Autore: Anonym / martedì 18 giugno 2013 / Categorie: Attualità, Moda, Italia, Toscana / Vota questo articolo:
5.0
Secondo le stime del Sistema Moda Italia – Federazione Tessile e Moda Centro Studi, la moda maschile italiana archivia il 2012 con una dinamica di aumento pari a +1,6%. Nonostante questo dato, affermare che il settore goda di buona salute è prematuro, oltre che fuorviante e svilente.

Il trend positivo è dovuto a due fattori, uno incoraggiate per i mercati e uno desolante per chi la moda, quella vera, la crea: sono infatti in aumento le esportazioni sui mercati esteri e la produzione di maglieria. Essendo questi due dati strettamente legati, il ruolo della creatività sarà fondamentale nell’anno in corso.
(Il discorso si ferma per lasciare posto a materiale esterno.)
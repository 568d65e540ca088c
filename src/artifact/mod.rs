use anyhow::Result;
use fs_err as fs;
use regex::Regex;
use std::path::{Path, PathBuf};
use std::sync::OnceLock;

/// Downloadable code distilled from the implementation stage.
#[derive(Debug, Clone, PartialEq, Eq)]
pub struct CodeArtifact {
    pub file_name: String,
    pub language: String,
    pub content: String,
}

fn fence_re() -> &'static Regex {
    static RE: OnceLock<Regex> = OnceLock::new();
    // Both fences start a line; the closing one stands alone. The body may be empty.
    RE.get_or_init(|| {
        Regex::new(r"(?m)^[ \t]*```[\w#+.\-]*[ \t]*\r?\n((?s:.*?))^[ \t]*```[ \t]*\r?$")
            .expect("static fence pattern")
    })
}

/// Bodies of all fenced code blocks, in order of appearance. Empty blocks
/// yield empty strings.
pub fn extract_code_blocks(text: &str) -> Vec<String> {
    fence_re()
        .captures_iter(text)
        .map(|c| {
            let body = &c[1];
            let body = body.strip_suffix('\n').unwrap_or(body);
            body.strip_suffix('\r').unwrap_or(body).to_string()
        })
        .collect()
}

/// Non-blank code blocks joined by a blank line; empty when there are none.
pub fn combine_code_blocks(text: &str) -> String {
    extract_code_blocks(text)
        .into_iter()
        .filter(|b| !b.trim().is_empty())
        .collect::<Vec<_>>()
        .join("\n\n")
}

/// File extension for a language name, `txt` when unknown. Case-insensitive.
pub fn file_extension(language: &str) -> &'static str {
    match language.trim().to_lowercase().as_str() {
        "python" => "py",
        "javascript" => "js",
        "typescript" => "ts",
        "java" => "java",
        "c#" => "cs",
        "go" => "go",
        "ruby" => "rb",
        "php" => "php",
        "swift" => "swift",
        "kotlin" => "kt",
        "html" => "html",
        "css" => "css",
        "sql" => "sql",
        "r" => "r",
        "rust" => "rs",
        "c++" => "cpp",
        "c" => "c",
        "scala" => "scala",
        "dart" => "dart",
        "powershell" => "ps1",
        "bash" => "sh",
        "perl" => "pl",
        _ => "txt",
    }
}

impl CodeArtifact {
    /// `None` when the implementation text has no fenced code.
    pub fn from_implementation(text: &str, language: &str) -> Option<Self> {
        let content = combine_code_blocks(text);
        if content.is_empty() {
            return None;
        }
        let slug: String = language
            .trim()
            .to_lowercase()
            .chars()
            .map(|c| if c.is_whitespace() || c == '/' || c == '\\' { '_' } else { c })
            .collect();
        let slug = if slug.is_empty() { "generated".to_string() } else { slug };
        Some(Self {
            file_name: format!("vibe_coding_{}_code.{}", slug, file_extension(language)),
            language: language.to_string(),
            content,
        })
    }

    pub fn save(&self, dir: &Path) -> Result<PathBuf> {
        fs::create_dir_all(dir)?;
        let path = dir.join(&self.file_name);
        fs::write(&path, &self.content)?;
        Ok(path)
    }
}
use anyhow::Result;
use fs_err as fs;
use parking_lot::Mutex;
use serde_json::to_string_pretty;
use std::path::{Path, PathBuf};
use uuid::Uuid;

use super::PipelineLog;

/// Append-only destination for run logs.
pub trait LogSink: Send + Sync {
    fn append(&self, log: &PipelineLog) -> Result<()>;
}

/// Keeps every log for the lifetime of the sink.
#[derive(Default)]
pub struct MemorySink {
    logs: Mutex<Vec<PipelineLog>>,
}

impl MemorySink {
    pub fn new() -> Self {
        Self::default()
    }

    pub fn snapshot(&self) -> Vec<PipelineLog> {
        self.logs.lock().clone()
    }

    pub fn len(&self) -> usize {
        self.logs.lock().len()
    }

    pub fn is_empty(&self) -> bool {
        self.len() == 0
    }
}

impl LogSink for MemorySink {
    fn append(&self, log: &PipelineLog) -> Result<()> {
        self.logs.lock().push(log.clone());
        Ok(())
    }
}

/// Writes each run to `<root>/.coach/runs/<run_id>.json`.
pub struct JsonFileSink {
    root: PathBuf,
}

impl JsonFileSink {
    pub fn new(root: impl Into<PathBuf>) -> Self {
        Self { root: root.into() }
    }

    pub fn path_for(&self, run_id: Uuid) -> PathBuf {
        runs_dir(&self.root).join(format!("{run_id}.json"))
    }
}

fn runs_dir(root: &Path) -> PathBuf {
    root.join(".coach").join("runs")
}

impl LogSink for JsonFileSink {
    fn append(&self, log: &PipelineLog) -> Result<()> {
        fs::create_dir_all(runs_dir(&self.root))?;
        let path = self.path_for(log.run_id);
        fs::write(&path, to_string_pretty(log)?)?;
        tracing::debug!(path = %path.display(), "run log saved");
        Ok(())
    }
}
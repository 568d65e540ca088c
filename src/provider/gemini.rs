use async_trait::async_trait;
use reqwest::Client;
use serde::{Deserialize, Serialize};
use std::time::Duration;

use super::{http_client, read_json, Provider};
use crate::errors::ProviderError;

const DEFAULT_BASE: &str = "https://generativelanguage.googleapis.com";

/// Google Generative Language API (`models/{model}:generateContent`).
pub struct GeminiProvider {
    model: String,
    api_key: String,
    api_base: String,
    client: Client,
}

impl GeminiProvider {
    pub fn new(
        model: String,
        api_key: String,
        timeout: Duration,
        api_base: Option<String>,
    ) -> Result<Self, ProviderError> {
        Ok(Self {
            model,
            api_key,
            api_base: api_base.unwrap_or_else(|| DEFAULT_BASE.to_string()),
            client: http_client(timeout)?,
        })
    }
}

#[derive(Serialize)]
struct GenerateRequest<'a> {
    contents: Vec<Content<'a>>,
}

#[derive(Serialize)]
struct Content<'a> {
    role: &'a str,
    parts: Vec<PartIn<'a>>,
}

#[derive(Serialize)]
struct PartIn<'a> {
    text: &'a str,
}

#[derive(Deserialize)]
struct GenerateResponse {
    #[serde(default)]
    candidates: Vec<Candidate>,
}

#[derive(Deserialize)]
struct Candidate {
    content: Option<ContentOut>,
}

#[derive(Deserialize)]
struct ContentOut {
    #[serde(default)]
    parts: Vec<PartOut>,
}

#[derive(Deserialize)]
struct PartOut {
    #[serde(default)]
    text: String,
}

#[async_trait]
impl Provider for GeminiProvider {
    async fn generate(&self, prompt: &str) -> Result<String, ProviderError> {
        let url = format!(
            "{}/v1beta/models/{}:generateContent",
            self.api_base.trim_end_matches('/'),
            self.model
        );
        let body = GenerateRequest {
            contents: vec![Content { role: "user", parts: vec![PartIn { text: prompt }] }],
        };
        tracing::debug!(%url, "POST");

        let resp = self
            .client
            .post(&url)
            .header("x-goog-api-key", &self.api_key)
            .json(&body)
            .send()
            .await?;
        let parsed: GenerateResponse = read_json("gemini", resp).await?;

        // A blocked or filtered prompt comes back without candidates; that is
        // an empty answer, not a transport failure.
        let text = parsed
            .candidates
            .into_iter()
            .next()
            .and_then(|c| c.content)
            .map(|c| c.parts.into_iter().map(|p| p.text).collect::<String>())
            .unwrap_or_default();
        Ok(text)
    }
}
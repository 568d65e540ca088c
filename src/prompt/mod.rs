use regex::{Captures, Regex};
use std::sync::OnceLock;

use crate::wire::{Category, Request, Stage};

/// One row of the template table: which request fields a category
/// interpolates, which of them a submission must fill in, and one template
/// per stage with `{field}` placeholders.
pub struct CategoryTemplates {
    pub fields: &'static [&'static str],
    pub required: &'static [&'static str],
    explain: &'static str,
    design: &'static str,
    implement: &'static str,
}

impl CategoryTemplates {
    fn template(&self, stage: Stage) -> &'static str {
        match stage {
            Stage::Explain => self.explain,
            Stage::Design => self.design,
            Stage::Implement => self.implement,
        }
    }
}

static CONCEPT: CategoryTemplates = CategoryTemplates {
    fields: &["question"],
    required: &["question"],
    explain: r#"Give a foundational explanation for the following question about vibe coding:

{question}

Cover these points:
1. What vibe coding is and its core principles
2. How vibe coding differs from conventional coding
3. How it works (natural-language understanding, the code generation loop)
4. Strengths, weaknesses and the use cases it suits
5. The basic ingredients of effective vibe coding"#,
    design: r#"Propose effective prompt design for vibe coding concepts:

1. Prompt structure optimised for vibe coding
   - Clear prompt components
   - Reusable prompt templates
   - Balancing detail against clarity

2. Prompt patterns and examples
   - Patterns for different coding tasks
   - Example prompts for real use cases
   - Common prompt mistakes and how to fix them

3. Prompt optimisation techniques
   - Reducing ambiguity
   - Iterative refinement

Question:
{question}"#,
    implement: r#"Show the vibe coding concepts as working code:

1. Concept demonstrations
   - Small demo code illustrating the concept
   - A basic framework for working with vibe coding
   - A worked natural-language-to-code example

2. The vibe coding workflow in code
   - From writing the prompt to generating the code
   - Snippets for a real implementation
   - Error handling and refinement loops

3. Implementation pitfalls and optimisation points
   - Common problems and their fixes
   - Code quality techniques
   - Maintainability concerns

Question:
{question}"#,
};
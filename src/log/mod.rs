use chrono::{DateTime, Utc};
use serde::{Deserialize, Serialize};
use tracing_subscriber::EnvFilter;
use uuid::Uuid;

use crate::prompt;
use crate::wire::{Stage, StageOutcome};

mod sink;

pub use sink::{JsonFileSink, LogSink, MemorySink};

/// Installs the global subscriber. Logs go to stderr so stdout only carries
/// the coaching result.
pub fn init_tracing(debug: bool) {
    let default = if debug { "info,vibe_coach=debug" } else { "warn" };
    let filter = EnvFilter::try_from_default_env().unwrap_or_else(|_| EnvFilter::new(default));
    let _ = tracing_subscriber::fmt()
        .with_env_filter(filter)
        .with_writer(std::io::stderr)
        .with_target(false)
        .try_init();
}

#[derive(Debug, Clone, Copy, PartialEq, Eq, Serialize, Deserialize)]
#[serde(rename_all = "lowercase")]
pub enum StageStatus {
    Success,
    Error,
    Skipped,
}

#[derive(Debug, Clone, PartialEq, Eq, Serialize, Deserialize)]
pub struct StageRecord {
    pub stage: Stage,
    pub coach: String,
    pub status: StageStatus,
    #[serde(skip_serializing_if = "Option::is_none")]
    pub error: Option<String>,
}

impl StageRecord {
    pub fn from_outcome(stage: Stage, outcome: &StageOutcome) -> Self {
        let (status, error) = match outcome {
            StageOutcome::Generated(_) => (StageStatus::Success, None),
            StageOutcome::ServiceError { detail } => (StageStatus::Error, Some(detail.clone())),
            StageOutcome::EmptyResponse => (StageStatus::Error, Some("empty response from model".to_string())),
            StageOutcome::Skipped => (StageStatus::Skipped, None),
        };
        Self {
            stage,
            coach: prompt::persona(stage).name.to_string(),
            status,
            error,
        }
    }
}

/// Record of one pipeline run: one entry per stage, in execution order.
#[derive(Debug, Clone, PartialEq, Eq, Serialize, Deserialize)]
pub struct PipelineLog {
    pub run_id: Uuid,
    pub category: String,
    pub started_at: DateTime<Utc>,
    pub steps: Vec<StageRecord>,
}

impl PipelineLog {
    pub fn start(category: &str) -> Self {
        Self {
            run_id: Uuid::new_v4(),
            category: category.to_string(),
            started_at: Utc::now(),
            steps: Vec::with_capacity(Stage::ORDER.len()),
        }
    }

    pub fn push(&mut self, stage: Stage, outcome: &StageOutcome) {
        self.steps.push(StageRecord::from_outcome(stage, outcome));
    }

    pub fn failed_stages(&self) -> usize {
        self.steps.iter().filter(|s| s.status != StageStatus::Success).count()
    }
}

#[cfg(test)]
mod tests {
    use super::*;

    #[test]
    fn records_map_outcomes_to_status() {
        let mut log = PipelineLog::start("concept");
        log.push(Stage::Explain, &StageOutcome::Generated("ok".into()));
        log.push(Stage::Design, &StageOutcome::ServiceError { detail: "timeout".into() });
        log.push(Stage::Implement, &StageOutcome::Skipped);

        assert_eq!(log.steps[0].status, StageStatus::Success);
        assert_eq!(log.steps[0].coach, "Concept Coach");
        assert_eq!(log.steps[1].error.as_deref(), Some("timeout"));
        assert_eq!(log.steps[2].status, StageStatus::Skipped);
        assert_eq!(log.failed_stages(), 2);
    }

    #[test]
    fn empty_response_is_logged_as_error() {
        let r = StageRecord::from_outcome(Stage::Design, &StageOutcome::EmptyResponse);
        assert_eq!(r.status, StageStatus::Error);
        assert!(r.error.is_some());
    }
}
Per chi crede il contrario, ovvero che mercati e stile non possano accordarsi, ecco una smentita.

Niente da togliere a chi produce maglieria, considerando soprattutto che il settore è fra le eccellenze del sistema-moda italiano (e ha chiuso il 2012 con un +2,9%); quel che preoccupa è la perdita di punti percentuale – sia in fatto di esportazioni che di importazioni – del prodotto sartoriale, delle cravatte e della camiceria. Gli italiani stessi stanno lentamente smettendo di acquistare prodotti made in Italy; alle flessioni negative del sell-out di tutto lo scorso anno, si aggiungono quelle di inizio 2013, che si assesta su un -7,4%.

La sfida del 2013, e degli anni a venire, dovrebbe essere quella di ristabilire un equilibrio fra un tipo di produzione più commerciale, pop, che permetta di mantenere prestazioni positive sui mercati – scarificando un po’ di creatività – e un ritorno di fiducia verso chi investe sul lusso, sui nuovi talenti (non quelli che disegnano t-shirt) e sull’artigianato. Per fare questo basterebbe una politica di investimenti mirati: guadagnando 546 milioni in un anno attraverso le esportazioni, il surplus commerciale ha raggiunto il miliardo e mezzo di euro; Pitti Uomo ha il dovere di chiedere che ne venga messa in circolo almeno una parte. Se il futuro della moda maschile devono essere magliettine stampate, golfini da borghesucci al mare con impresso sul cartellino “hand made”, e pantaloni in jersey, allora tutto quanto detto sopra non ha più senso; Pitti Uomo non avrebbe bisogno di esistere e, al massimo, l’Italia potrebbe tenere per sé i pascoli per allevare le pecore.